The Muslim community in Seville is unable to speak with one voice to defend and materialize its project to build a large mosque. For several years, the project has not taken shape, mainly due to tensions between Islamic organizations in the city.

The Muslims of Seville have again seized, in recent weeks, the city council so that it authorizes them to transform the former Moroccan pavilion into a large mosque. This latest request to the local authorities seems to suffer the same fate as the previous ones, due to the dissensions between the different Islamic groups in the city. The lack of cohesion has divided the Muslim community and led to the birth of several groups and the proliferation of mosques, estimated at around thirty.

As many mosques as communities, all as different from each other, reports ABC. Among these small communities, ten are currently registered as mosques in the official registers of the Andalusia Council; two others, the tariqa of the Senegalese community and that of the community of the Great Mosque of Seville, do not appear in these registers.

To read: Far-Right Party Vox Opposes Conversion of Seville Building into Central Mosque

The leaders of the community of the Great Mosque were the first to initiate the project to build a mosque in Seville in 2004. It should be located in Los Bermejales according to an agreement with the city council, but following a complaint from a citizen, the Andalusian justice has requested the cancellation of the project for "procedural defect". In 2003, this community had applied to the Andalusia Council for authorization to transform the church of Santa Lucía into a mosque. Without success.

In addition, the leaders of the Ishbilia mosque, located next to the Amate park in Seville, have also spent several years fighting for the construction of a mosque on a plot east of Seville, but have not been able to obtain the support of the local authorities.

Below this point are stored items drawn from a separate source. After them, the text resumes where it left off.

use chrono::NaiveDate;
use serde::Serialize;

use crate::error::Error;

pub const MAX_PER_CATEGORY: u32 = 9;

#[derive(Debug, Clone, Copy, Default, PartialEq, Eq, Serialize)]
#[serde(rename_all = "SCREAMING_SNAKE_CASE")]
pub enum TravelClass {
    #[default]
    Economy,
    PremiumEconomy,
    Business,
    First,
}

impl TravelClass {
    pub fn from_str_loose(s: &str) -> Result<Self, Error> {
        match s.trim().to_lowercase().replace('_', "-").as_str() {
            "economy" => Ok(Self::Economy),
            "premium-economy" => Ok(Self::PremiumEconomy),
            "business" => Ok(Self::Business),
            "first" => Ok(Self::First),
            _ => Err(Error::Validation(format!("invalid travel class: {s}"))),
        }
    }
}

/// Body of `POST /flights/search`.
#[derive(Debug, Clone, PartialEq, Serialize)]
#[serde(rename_all = "camelCase")]
pub struct FlightSearchRequest {
    pub origin_location_code: String,
    pub destination_location_code: String,
    pub departure_date: String,
    #[serde(skip_serializing_if = "Option::is_none")]
    pub return_date: Option<String>,
    pub adults: u32,
    pub children: u32,
    pub infants: u32,
    pub travel_class: TravelClass,
}

impl FlightSearchRequest {
    pub fn one_way(origin: &str, destination: &str, departure_date: &str) -> Self {
        Self {
            origin_location_code: origin.trim().to_uppercase(),
            destination_location_code: destination.trim().to_uppercase(),
            departure_date: departure_date.to_string(),
            return_date: None,
            adults: 1,
            children: 0,
            infants: 0,
            travel_class: TravelClass::Economy,
        }
    }

    pub fn validate(&self) -> Result<(), Error> {
        validate_location(&self.origin_location_code)?;
        validate_location(&self.destination_location_code)?;

        if self.origin_location_code == self.destination_location_code {
            return Err(Error::Validation("origin and destination must differ".into()));
        }

        let departure = parse_date(&self.departure_date)?;
        if let Some(ref ret) = self.return_date {
            let ret_date = parse_date(ret)?;
            if ret_date < departure {
                return Err(Error::Validation(format!(
                    "return date {ret} is before departure date {}",
                    self.departure_date
                )));
            }
        }

        if !(1..=MAX_PER_CATEGORY).contains(&self.adults) {
            return Err(Error::Validation(format!(
                "adults must be between 1 and {MAX_PER_CATEGORY}"
            )));
        }
        if self.children > MAX_PER_CATEGORY {
            return Err(Error::Validation(format!(
                "children cannot exceed {MAX_PER_CATEGORY}"
            )));
        }
        if self.infants > MAX_PER_CATEGORY {
            return Err(Error::Validation(format!(
                "infants cannot exceed {MAX_PER_CATEGORY}"
            )));
        }
        if self.infants > self.adults {
            return Err(Error::Validation("infants cannot exceed number of adults".into()));
        }

        Ok(())
    }
}

fn validate_location(code: &str) -> Result<(), Error> {
    if code.len() != 3 || !code.chars().all(|c| c.is_ascii_uppercase()) {
        return Err(Error::InvalidAirport(code.to_string()));
    }
    Ok(())
}

pub fn parse_date(date: &str) -> Result<NaiveDate, Error> {
    if date.len() != 10 {
        return Err(Error::InvalidDate(date.to_string()));
    }
    NaiveDate::parse_from_str(date, "%Y-%m-%d").map_err(|_| Error::InvalidDate(date.to_string()))
}

#[cfg(test)]
mod tests {
    use super::*;

    #[test]
    fn travel_class_accepts_form_ids() {
        assert_eq!(
            TravelClass::from_str_loose("premium_economy").unwrap(),
            TravelClass::PremiumEconomy
        );
        assert_eq!(TravelClass::from_str_loose("Business").unwrap(), TravelClass::Business);
        assert!(TravelClass::from_str_loose("coach").is_err());
    }

    #[test]
    fn travel_class_wire_format() {
        let json = serde_json::to_value(TravelClass::PremiumEconomy).unwrap();
        assert_eq!(json, "PREMIUM_ECONOMY");
    }

    #[test]
    fn parse_date_requires_padding() {
        assert!(parse_date("2026-3-1").is_err());
        assert_eq!(
            parse_date("2026-03-01").unwrap(),
            NaiveDate::from_ymd_opt(2026, 3, 1).unwrap()
        );
    }
}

They have not given up on the project, however, as they have just submitted another request to the city council for the transfer of the former Moroccan pavilion. This mosque, which is gaining strength due to its activities and initiatives with public entities and NGOs, associated with the tariqa of the Senegalese community, which brings together many migrant believers, form a stronger union movement, capable of carrying and making the project of building a large mosque in Seville come true.